Around 1896, Appachcha was transferred back to Madikeri, where he was made the manager of the Gaddige(the erstwhile Rajas' mausoleum). Meanwhile he pursued his hobby and obtained a few small acting roles. A few years later, Appachcha's associate Venkatadri Shamarao started a drama company, here Appachcha was awarded a major role: that of the Raja in the play Chandrahasa by Ramarao.  In the period 1904–1906, Appachcha wrote his first three plays: Yayaathi Raajanda Naataka, Sree Subrahmanya Mahathmye, and Sathi Savithri, all in the Kodava language. In 1907, Appachcha was able to quit his supervisor position and devote himself to the arts.  He wrote a book, Sree Kaaveri Mahathmye. In 1908 he established a Kodava speaking drama company consisting of about 22 artists and toured Kodagu.

Because relatively few people speak the Kodava language, in 1909 Appachcha closed his original company and started a Kannada language drama company with artists from the neighboring district, Mysore.  His company toured Mysore, they toured places like Hunasuru, Periyapattana and Kandalavu, exhibiting plays written by him in Kannada, such as Virata Parva, Sati Sukanya, and Ghoshayathre. In 1910, Appachcha went back to his previous job at Bhagamandala, and hence most of his drama activities came to a standstill.  He retired from this post in 1917 at the age of 52.

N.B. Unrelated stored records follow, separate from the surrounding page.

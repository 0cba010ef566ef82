//! Decisioning gateway: the opaque external service behind one async call
//!
//! The assignment algorithm (traffic splitting, audience targeting) lives
//! entirely on the service side. This client ships the continuity tokens,
//! names the slots, and validates the response shape exactly once so the
//! rest of the crate works with present-or-absent fields instead of raw
//! JSON chains.

use std::time::Duration;

use async_trait::async_trait;
use reqwest::Client;
use serde_json::{json, Map, Value};
use thiserror::Error;
use tracing::debug;
use uuid::Uuid;

use crate::types::{
    DecisionResult, RefreshedTokens, SessionTokens, SlotDecision, SlotRequest, TokenCookie,
};
use crate::{LOCATION_HINT_MAX_AGE_SECS, SESSION_MAX_AGE_SECS};

/// Gateway failures are terminal for the request; nothing retries
#[derive(Error, Debug)]
pub enum GatewayError {
    #[error("decisioning call timed out")]
    Timeout,

    #[error("decisioning call failed: {0}")]
    Http(String),

    #[error("malformed decisioning response: {0}")]
    MalformedResponse(String),
}

impl From<reqwest::Error> for GatewayError {
    fn from(err: reqwest::Error) -> Self {
        if err.is_timeout() {
            GatewayError::Timeout
        } else {
            GatewayError::Http(err.to_string())
        }
    }
}

/// One asynchronous operation: decide content for the named slots
#[async_trait]
pub trait Decisioning: Send + Sync {
    async fn get_offers(
        &self,
        request: &SlotRequest,
        tokens: &SessionTokens,
    ) -> Result<DecisionResult, GatewayError>;
}

/// REST client for the hosted delivery endpoint
pub struct DeliveryClient {
    client: Client,
    client_code: String,
}

impl DeliveryClient {
    /// Build a client with the configured per-call timeout
    pub fn new(client_code: impl Into<String>, timeout: Duration) -> Result<Self, GatewayError> {
        let client = Client::builder().timeout(timeout).build()?;
        Ok(Self {
            client,
            client_code: client_code.into(),
        })
    }

    /// Delivery endpoint; routed to the visitor's edge cluster when the
    /// location-hint token names one
    fn endpoint(&self, location_hint: Option<&str>) -> String {
        match location_hint {
            Some(hint) => format!("https://mboxedge{hint}.tt.omtrdc.net/rest/v1/delivery"),
            None => format!("https://{}.tt.omtrdc.net/rest/v1/delivery", self.client_code),
        }
    }

    fn build_payload(request: &SlotRequest, tokens: &SessionTokens) -> Value {
        let mboxes: Vec<Value> = request
            .slots
            .iter()
            .map(|slot| {
                json!({
                    "index": slot.index,
                    "name": slot.name,
                    "address": { "url": slot.address },
                    "profileParameters": slot.profile,
                })
            })
            .collect();

        let mut id = Map::new();
        if let Some(visitor) = &tokens.visitor {
            id.insert(
                "marketingCloudVisitorId".to_string(),
                Value::String(visitor.clone()),
            );
        }

        json!({
            "context": {
                "channel": "web",
                "address": { "url": request.slots.first().map(|s| s.address.as_str()).unwrap_or("") },
            },
            "id": id,
            "execute": { "mboxes": mboxes },
        })
    }
}

#[async_trait]
impl Decisioning for DeliveryClient {
    async fn get_offers(
        &self,
        request: &SlotRequest,
        tokens: &SessionTokens,
    ) -> Result<DecisionResult, GatewayError> {
        // Reuse the visitor's session id verbatim; mint one on first contact
        // so continuity bootstraps when the echoed token is written back.
        let session_id = tokens
            .session
            .clone()
            .unwrap_or_else(|| Uuid::new_v4().to_string());

        let url = self.endpoint(tokens.location_hint.as_deref());
        debug!(route = %request.route, slots = ?request.slot_names(), %url, "decisioning call");

        let response = self
            .client
            .post(&url)
            .query(&[
                ("client", self.client_code.as_str()),
                ("sessionId", session_id.as_str()),
            ])
            .json(&Self::build_payload(request, tokens))
            .send()
            .await?
            .error_for_status()?;

        let body: Value = response
            .json()
            .await
            .map_err(|e| GatewayError::MalformedResponse(e.to_string()))?;

        Ok(parse_delivery_response(request, &session_id, body))
    }
}

/// Map a raw delivery response onto the validated result type
///
/// Lenient by contract: a slot the response does not answer, or answers
/// without content or labels, surfaces as absent rather than as an error.
pub fn parse_delivery_response(
    request: &SlotRequest,
    session_id: &str,
    body: Value,
) -> DecisionResult {
    let mut result = DecisionResult {
        tokens: RefreshedTokens {
            visitor: None,
            session: Some(TokenCookie::new(session_id, SESSION_MAX_AGE_SECS)),
            location_hint: edge_cluster(&body)
                .map(|hint| TokenCookie::new(hint, LOCATION_HINT_MAX_AGE_SECS)),
        },
        ..Default::default()
    };

    let answered = body
        .pointer("/execute/mboxes")
        .and_then(Value::as_array)
        .cloned()
        .unwrap_or_default();

    for slot in &request.slots {
        let Some(mbox) = answered
            .iter()
            .find(|m| m.get("name").and_then(Value::as_str) == Some(slot.name.as_str()))
        else {
            continue;
        };

        let option = mbox.pointer("/options/0");
        result.slots.insert(
            slot.name.clone(),
            SlotDecision {
                content: option.and_then(|o| o.get("content")).cloned(),
                experience: response_token(option, "experience.name"),
                activity: response_token(option, "activity.name"),
            },
        );
    }

    result.raw = body;
    result
}

/// Edge-cluster hint from the response's `edgeHost`, e.g.
/// `mboxedge35.tt.omtrdc.net` names cluster `35`
fn edge_cluster(body: &Value) -> Option<String> {
    let host = body.get("edgeHost").and_then(Value::as_str)?;
    let cluster = host.strip_prefix("mboxedge")?.strip_suffix(".tt.omtrdc.net")?;
    (!cluster.is_empty()).then(|| cluster.to_string())
}

fn response_token(option: Option<&Value>, key: &str) -> Option<String> {
    option?
        .pointer(&format!("/responseTokens/{key}"))
        .and_then(Value::as_str)
        .map(str::to_string)
}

In the year 1926, Appachcha's house was completely burned down by a fire. In order to overcome this tragedy Appachcha Kavi started the Kathakalakshepa.  It was from then onwards that he was known as Haradaasa Appachcha Kavi.

Legacy

Haradaasa Appacha Kavi was a devotee of Lord Shiva (That is why he used to write his name as Haradaasa, not Haridaasa). Yet, in his plays, the songs in praise of Krishna, such as, Kaapaad Sree Krishnane is as devotional as Thudipeno naa ninna Shivane, which is in praise of Shiva. Like traditional plays of those days his works also contain all the navarasas. The stories of his plays were taken from the Indian mythologies, but he cast his characters in Kodava ethos. The background of these plays were hence steeped in Kodava customs and culture and quite a few names of various trees, fruits, flowers, birds and animals of Kodagu were mentioned in his plays.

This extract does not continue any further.